┌─ DATA FOR ANALYSIS

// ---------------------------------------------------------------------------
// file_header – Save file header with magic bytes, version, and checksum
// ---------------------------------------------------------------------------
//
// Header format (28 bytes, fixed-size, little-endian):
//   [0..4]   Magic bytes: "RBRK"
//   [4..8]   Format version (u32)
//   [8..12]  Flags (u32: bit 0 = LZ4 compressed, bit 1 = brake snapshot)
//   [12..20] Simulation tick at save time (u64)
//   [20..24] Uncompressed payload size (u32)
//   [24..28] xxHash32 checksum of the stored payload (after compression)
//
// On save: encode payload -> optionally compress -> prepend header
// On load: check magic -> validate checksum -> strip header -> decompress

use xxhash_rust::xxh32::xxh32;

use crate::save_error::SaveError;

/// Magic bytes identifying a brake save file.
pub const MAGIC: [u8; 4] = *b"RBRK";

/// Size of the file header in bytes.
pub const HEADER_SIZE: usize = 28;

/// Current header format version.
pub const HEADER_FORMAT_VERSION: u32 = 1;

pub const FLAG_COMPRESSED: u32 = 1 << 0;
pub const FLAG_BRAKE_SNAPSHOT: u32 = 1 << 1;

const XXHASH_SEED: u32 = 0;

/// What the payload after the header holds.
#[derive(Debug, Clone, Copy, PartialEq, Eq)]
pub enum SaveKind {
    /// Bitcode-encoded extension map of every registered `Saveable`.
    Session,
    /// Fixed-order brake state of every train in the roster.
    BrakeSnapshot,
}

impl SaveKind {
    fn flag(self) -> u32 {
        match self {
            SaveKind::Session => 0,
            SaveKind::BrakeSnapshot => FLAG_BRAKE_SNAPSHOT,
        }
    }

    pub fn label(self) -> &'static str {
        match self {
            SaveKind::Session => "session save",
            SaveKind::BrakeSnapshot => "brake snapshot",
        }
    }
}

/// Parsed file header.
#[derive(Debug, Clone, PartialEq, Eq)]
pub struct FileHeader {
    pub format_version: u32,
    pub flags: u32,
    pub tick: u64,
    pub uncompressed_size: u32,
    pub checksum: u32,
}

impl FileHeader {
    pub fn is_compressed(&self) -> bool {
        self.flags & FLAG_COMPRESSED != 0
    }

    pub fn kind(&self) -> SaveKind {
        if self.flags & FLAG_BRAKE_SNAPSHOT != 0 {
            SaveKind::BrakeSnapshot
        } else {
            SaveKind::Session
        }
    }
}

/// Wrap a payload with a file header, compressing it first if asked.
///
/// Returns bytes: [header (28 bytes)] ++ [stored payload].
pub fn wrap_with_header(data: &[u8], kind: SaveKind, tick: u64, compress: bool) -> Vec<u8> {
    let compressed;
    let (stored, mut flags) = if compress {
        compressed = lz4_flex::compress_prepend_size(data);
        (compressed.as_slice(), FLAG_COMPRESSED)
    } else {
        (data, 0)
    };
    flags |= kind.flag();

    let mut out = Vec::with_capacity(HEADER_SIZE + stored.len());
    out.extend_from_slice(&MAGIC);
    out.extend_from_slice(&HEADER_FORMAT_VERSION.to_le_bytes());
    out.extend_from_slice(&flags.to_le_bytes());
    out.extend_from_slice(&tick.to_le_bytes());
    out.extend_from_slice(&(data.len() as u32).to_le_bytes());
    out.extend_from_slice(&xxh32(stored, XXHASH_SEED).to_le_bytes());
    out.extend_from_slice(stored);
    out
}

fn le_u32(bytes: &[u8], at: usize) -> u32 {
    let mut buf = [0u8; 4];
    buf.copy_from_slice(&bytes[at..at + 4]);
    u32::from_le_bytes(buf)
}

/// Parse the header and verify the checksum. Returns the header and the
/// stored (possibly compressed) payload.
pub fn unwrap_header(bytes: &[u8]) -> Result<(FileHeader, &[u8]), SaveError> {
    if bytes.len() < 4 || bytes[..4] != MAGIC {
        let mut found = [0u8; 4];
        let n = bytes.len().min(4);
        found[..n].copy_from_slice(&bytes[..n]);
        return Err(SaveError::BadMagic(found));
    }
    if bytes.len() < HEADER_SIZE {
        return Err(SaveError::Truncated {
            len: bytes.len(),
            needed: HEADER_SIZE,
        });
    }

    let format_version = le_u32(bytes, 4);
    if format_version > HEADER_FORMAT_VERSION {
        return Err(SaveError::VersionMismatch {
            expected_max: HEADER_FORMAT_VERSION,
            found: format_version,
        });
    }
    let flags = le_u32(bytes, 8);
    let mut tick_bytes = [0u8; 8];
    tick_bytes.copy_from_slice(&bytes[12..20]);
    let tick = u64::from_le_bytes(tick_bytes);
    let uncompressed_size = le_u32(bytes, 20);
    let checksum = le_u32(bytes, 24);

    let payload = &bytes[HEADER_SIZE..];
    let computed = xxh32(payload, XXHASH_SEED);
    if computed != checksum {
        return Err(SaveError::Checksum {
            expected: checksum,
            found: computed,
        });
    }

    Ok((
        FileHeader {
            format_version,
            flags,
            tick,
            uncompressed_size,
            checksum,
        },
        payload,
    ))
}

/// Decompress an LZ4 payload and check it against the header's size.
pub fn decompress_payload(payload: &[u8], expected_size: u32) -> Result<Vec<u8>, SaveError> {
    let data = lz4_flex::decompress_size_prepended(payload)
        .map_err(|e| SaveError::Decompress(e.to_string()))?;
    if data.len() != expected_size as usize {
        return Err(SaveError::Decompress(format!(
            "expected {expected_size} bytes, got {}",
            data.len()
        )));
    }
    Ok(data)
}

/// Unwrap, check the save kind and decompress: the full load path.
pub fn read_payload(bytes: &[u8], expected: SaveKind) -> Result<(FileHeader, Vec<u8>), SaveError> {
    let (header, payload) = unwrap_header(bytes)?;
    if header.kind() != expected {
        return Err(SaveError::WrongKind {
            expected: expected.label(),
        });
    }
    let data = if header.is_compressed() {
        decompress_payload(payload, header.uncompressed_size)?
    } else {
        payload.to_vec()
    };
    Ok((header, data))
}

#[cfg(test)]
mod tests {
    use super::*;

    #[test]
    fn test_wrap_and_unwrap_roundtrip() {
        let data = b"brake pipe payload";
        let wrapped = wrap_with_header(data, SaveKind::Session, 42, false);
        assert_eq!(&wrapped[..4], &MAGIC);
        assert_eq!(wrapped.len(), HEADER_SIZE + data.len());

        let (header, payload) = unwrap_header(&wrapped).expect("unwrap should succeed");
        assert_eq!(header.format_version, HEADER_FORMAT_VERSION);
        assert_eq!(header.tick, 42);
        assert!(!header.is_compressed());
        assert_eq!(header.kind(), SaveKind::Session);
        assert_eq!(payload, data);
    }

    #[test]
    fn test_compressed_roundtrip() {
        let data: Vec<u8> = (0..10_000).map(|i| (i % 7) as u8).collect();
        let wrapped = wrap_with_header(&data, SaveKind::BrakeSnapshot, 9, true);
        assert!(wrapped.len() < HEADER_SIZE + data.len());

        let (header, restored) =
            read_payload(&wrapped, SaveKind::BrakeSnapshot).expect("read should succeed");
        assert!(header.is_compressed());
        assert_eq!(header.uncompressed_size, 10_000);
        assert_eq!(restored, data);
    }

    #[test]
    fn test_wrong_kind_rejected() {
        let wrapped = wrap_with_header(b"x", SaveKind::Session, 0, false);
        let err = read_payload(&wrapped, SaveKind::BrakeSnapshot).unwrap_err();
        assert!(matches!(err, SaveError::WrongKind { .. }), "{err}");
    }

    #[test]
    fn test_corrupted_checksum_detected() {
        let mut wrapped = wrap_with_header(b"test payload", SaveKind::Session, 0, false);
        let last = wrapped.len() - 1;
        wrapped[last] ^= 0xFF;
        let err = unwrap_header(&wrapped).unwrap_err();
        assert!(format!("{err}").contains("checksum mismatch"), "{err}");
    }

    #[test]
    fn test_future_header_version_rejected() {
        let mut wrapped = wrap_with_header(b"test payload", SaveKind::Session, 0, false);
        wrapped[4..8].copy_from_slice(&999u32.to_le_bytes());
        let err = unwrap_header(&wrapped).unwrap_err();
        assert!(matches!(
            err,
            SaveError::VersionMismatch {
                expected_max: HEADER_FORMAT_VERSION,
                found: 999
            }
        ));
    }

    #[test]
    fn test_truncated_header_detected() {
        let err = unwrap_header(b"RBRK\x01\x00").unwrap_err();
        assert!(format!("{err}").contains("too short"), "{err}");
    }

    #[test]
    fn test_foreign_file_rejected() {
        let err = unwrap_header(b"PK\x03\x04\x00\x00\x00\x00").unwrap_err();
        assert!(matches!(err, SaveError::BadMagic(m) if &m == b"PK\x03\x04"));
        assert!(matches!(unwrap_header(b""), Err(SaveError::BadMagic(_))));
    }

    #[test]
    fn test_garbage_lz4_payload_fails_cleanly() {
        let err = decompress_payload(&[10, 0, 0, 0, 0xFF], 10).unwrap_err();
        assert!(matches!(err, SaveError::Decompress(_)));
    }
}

└─
┌─ DATA FOR ANALYSIS

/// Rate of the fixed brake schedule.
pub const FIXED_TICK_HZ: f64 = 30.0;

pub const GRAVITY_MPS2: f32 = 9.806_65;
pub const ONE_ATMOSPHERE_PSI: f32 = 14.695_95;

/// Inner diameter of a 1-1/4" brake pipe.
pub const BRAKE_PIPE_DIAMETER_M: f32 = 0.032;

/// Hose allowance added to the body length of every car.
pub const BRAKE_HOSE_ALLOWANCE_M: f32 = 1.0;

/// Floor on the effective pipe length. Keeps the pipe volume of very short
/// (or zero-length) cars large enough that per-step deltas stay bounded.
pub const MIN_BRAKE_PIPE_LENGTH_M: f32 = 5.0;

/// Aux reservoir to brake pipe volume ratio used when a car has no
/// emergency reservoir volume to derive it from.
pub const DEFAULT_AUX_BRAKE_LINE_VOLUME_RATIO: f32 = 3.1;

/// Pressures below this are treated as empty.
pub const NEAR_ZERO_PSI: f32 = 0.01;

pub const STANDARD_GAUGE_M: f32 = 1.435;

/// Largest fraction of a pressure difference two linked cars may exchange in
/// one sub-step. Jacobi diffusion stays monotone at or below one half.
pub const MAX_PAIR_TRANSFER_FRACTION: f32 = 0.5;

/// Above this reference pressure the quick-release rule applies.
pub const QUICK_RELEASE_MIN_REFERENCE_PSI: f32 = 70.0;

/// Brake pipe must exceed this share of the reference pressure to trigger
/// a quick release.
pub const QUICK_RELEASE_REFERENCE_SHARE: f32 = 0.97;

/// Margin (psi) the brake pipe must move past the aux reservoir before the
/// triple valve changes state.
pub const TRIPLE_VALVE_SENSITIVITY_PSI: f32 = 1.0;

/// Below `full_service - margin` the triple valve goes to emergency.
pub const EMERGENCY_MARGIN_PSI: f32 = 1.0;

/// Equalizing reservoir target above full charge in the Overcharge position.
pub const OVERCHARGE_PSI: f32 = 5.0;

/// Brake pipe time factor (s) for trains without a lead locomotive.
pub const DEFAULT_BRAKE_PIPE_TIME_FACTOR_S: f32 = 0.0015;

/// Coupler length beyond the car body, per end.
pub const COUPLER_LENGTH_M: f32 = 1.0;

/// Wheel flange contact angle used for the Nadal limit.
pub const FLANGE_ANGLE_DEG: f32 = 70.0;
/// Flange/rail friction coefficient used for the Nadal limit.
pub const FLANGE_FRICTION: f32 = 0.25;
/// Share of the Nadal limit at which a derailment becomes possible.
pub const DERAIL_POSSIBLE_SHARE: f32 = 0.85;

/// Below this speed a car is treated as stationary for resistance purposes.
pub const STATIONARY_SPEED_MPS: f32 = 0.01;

└─

### EXERCISE:
Output the lines above exactly, but only those between the line holding "compressed = lz4_flex::compress_prepend_size(data);" and the line holding "out.extend_from_slice(&MAGIC);", inclusive.

### EXERCISE OUTPUT:
        compressed = lz4_flex::compress_prepend_size(data);
        (compressed.as_slice(), FLAG_COMPRESSED)
    } else {
        (data, 0)
    };
    flags |= kind.flag();

    let mut out = Vec::with_capacity(HEADER_SIZE + stored.len());
    out.extend_from_slice(&MAGIC);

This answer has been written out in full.